Keep for.... is the field that does the work that no other estate document typically contains: the specific assignment of specific items to specific people while the assignment can still be confirmed with the person making it. A will distributes estates in aggregate. An inventory assigns individual items at the level of "the oak sideboard from the kitchen goes to Sarah." That granularity prevents the dispute rather than arriving too late to address it.

keepsake is the binary toggle that separates items with sentimental significance from items with only financial value. A keepsake item may have negligible Approx Value but high emotional weight — the watch that was worn every day for forty years, the china set that only came out at Christmas, the silver-backed hairbrush that belonged to someone three generations back. Flagging keepsakes separately means they're handled with different care than the furniture that gets appraised and sold.

The Valuation Layer

Approx Value is the field that every estate inventory needs and most families resist completing until it's urgent. Approximate current market value per item — not insurance replacement cost, not sentimental value, not what was paid for it in 1975 — is the number that estate accounting, potential sale decisions, and tax reporting require. An inventory with photographs, descriptions, and approximate values is something an appraiser can verify and refine in a professional estate valuation.
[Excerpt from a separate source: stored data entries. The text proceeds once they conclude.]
//! Configuration for the release synchronizer.
//!
//! [`SyncConfig`] is passed explicitly into the synchronizer. Values that may
//! come from the environment are resolved once at the process boundary with
//! [`resolve_setting`].

mod error;
mod settings;
mod sync;

pub use error::ConfigError;
pub use settings::{default_pr_body_template, default_pr_title_format, load_settings, ReleaseSettings};
pub use sync::SyncConfig;

use bstr::BStr;

/// Validates `name` as a partial git reference name (e.g. `main`,
/// `release/next`).
///
/// # Errors
///
/// Returns [`ConfigError::InvalidBranchName`] describing the violated rule.
pub fn validate_branch_name(name: &str) -> Result<(), ConfigError> {
    gix_validate::reference::name_partial(BStr::new(name))
        .map(|_| ())
        .map_err(|e| ConfigError::InvalidBranchName {
            name: name.to_string(),
            message: e.to_string(),
        })
}

/// Splits an `owner/name` repository slug.
///
/// # Errors
///
/// Returns [`ConfigError::InvalidRepository`] unless both parts are present.
pub fn parse_repository(value: &str) -> Result<(String, String), ConfigError> {
    match value.trim().split_once('/') {
        Some((owner, name)) if !owner.is_empty() && !name.is_empty() && !name.contains('/') => {
            Ok((owner.to_string(), name.to_string()))
        }
        _ => Err(ConfigError::InvalidRepository {
            value: value.to_string(),
        }),
    }
}

/// Resolves a setting: an explicit non-empty value wins, then the
/// environment variable `env_var`, then `default`.
#[must_use]
pub fn resolve_setting(explicit: Option<&str>, env_var: &str, default: Option<&str>) -> Option<String> {
    explicit
        .filter(|value| !value.trim().is_empty())
        .map(str::to_string)
        .or_else(|| std::env::var(env_var).ok().filter(|value| !value.trim().is_empty()))
        .or_else(|| default.map(str::to_string))
}

/// Like [`resolve_setting`] without a default, failing when nothing is set.
///
/// # Errors
///
/// Returns [`ConfigError::MissingSetting`] naming the setting and variable.
pub fn require_setting(explicit: Option<&str>, env_var: &str, name: &str) -> Result<String, ConfigError> {
    resolve_setting(explicit, env_var, None).ok_or_else(|| ConfigError::MissingSetting {
        name: name.to_string(),
        env_var: env_var.to_string(),
    })
}

#[cfg(test)]
mod tests {
    use super::*;

    #[test]
    fn accepts_common_branch_names() {
        for name in ["main", "pls-release", "release/next", "feature/v1.2"] {
            assert!(validate_branch_name(name).is_ok(), "{name}");
        }
    }

    #[test]
    fn rejects_malformed_branch_names() {
        for name in ["", "has space", "a..b", "ends.lock", "trailing/"] {
            assert!(
                matches!(validate_branch_name(name), Err(ConfigError::InvalidBranchName { .. })),
                "{name}"
            );
        }
    }

    #[test]
    fn parses_repository_slugs() {
        assert_eq!(
            parse_repository("octo/widgets").unwrap(),
            ("octo".to_string(), "widgets".to_string())
        );
        for value in ["widgets", "/widgets", "octo/", "a/b/c"] {
            assert!(
                matches!(parse_repository(value), Err(ConfigError::InvalidRepository { .. })),
                "{value}"
            );
        }
    }

    #[test]
    fn explicit_value_wins() {
        temp_env::with_var("PLS_TEST_BASE", Some("from-env"), || {
            assert_eq!(
                resolve_setting(Some("explicit"), "PLS_TEST_BASE", Some("default")),
                Some("explicit".to_string())
            );
        });
    }

    #[test]
    fn environment_beats_default() {
        temp_env::with_var("PLS_TEST_BASE", Some("from-env"), || {
            assert_eq!(
                resolve_setting(None, "PLS_TEST_BASE", Some("default")),
                Some("from-env".to_string())
            );
            assert_eq!(
                resolve_setting(Some("  "), "PLS_TEST_BASE", Some("default")),
                Some("from-env".to_string())
            );
        });
    }

    #[test]
    fn falls_back_to_default() {
        temp_env::with_var_unset("PLS_TEST_BASE", || {
            assert_eq!(
                resolve_setting(None, "PLS_TEST_BASE", Some("main")),
                Some("main".to_string())
            );
            assert_eq!(resolve_setting(None, "PLS_TEST_BASE", None), None);
        });
    }

    #[test]
    fn require_reports_missing_setting() {
        temp_env::with_var_unset("PLS_TEST_TOKEN", || {
            let error = require_setting(None, "PLS_TEST_TOKEN", "token").unwrap_err();
            assert!(matches!(error, ConfigError::MissingSetting { .. }));
            assert!(error.to_string().contains("$PLS_TEST_TOKEN"));
        });
    }
}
An inventory without value estimates requires starting the appraisal from scratch.

Serial Number and Model are the identification fields for items where provenance matters — firearms, watches, jewelry with hallmarks, electronics with model numbers. A Serial Number field that's populated transforms "grandmother's watch" into a specific movement with a verifiable manufacture date, which affects its market value, its insurance coverage, and its provenance documentation for eventual sale.

The Documentation That Survives

Photo is the record that survives everything else. A photograph of the item taken while it was in the home — in context, showing its actual condition — is the evidence that settles the later question of whether the item was present, what condition it was in, and whether it matches the description. For items with significant value, a photograph showing serial numbers or hallmarks is the authentication document for an insurance claim, a sale, or a family dispute.

Comments is where the history lives. The provenance note — where the item came from, who brought it into the family, what it meant to whom — is the contextual information that turns an inventory entry from a dry catalogue record into a family document. That information exists right now in the memory of the person creating the record. It won't exist in the same accessible form a decade later when the people who knew the stories are no longer available to tell them.

Category with Quantity and Description complete the structural record. Not every item is singular — a set of twelve matching chairs, a collection of first editions, a service for ten. Quantity makes the inventory count accurate and prevents the assumption that a "set" is being assigned when individual pieces are being distributed.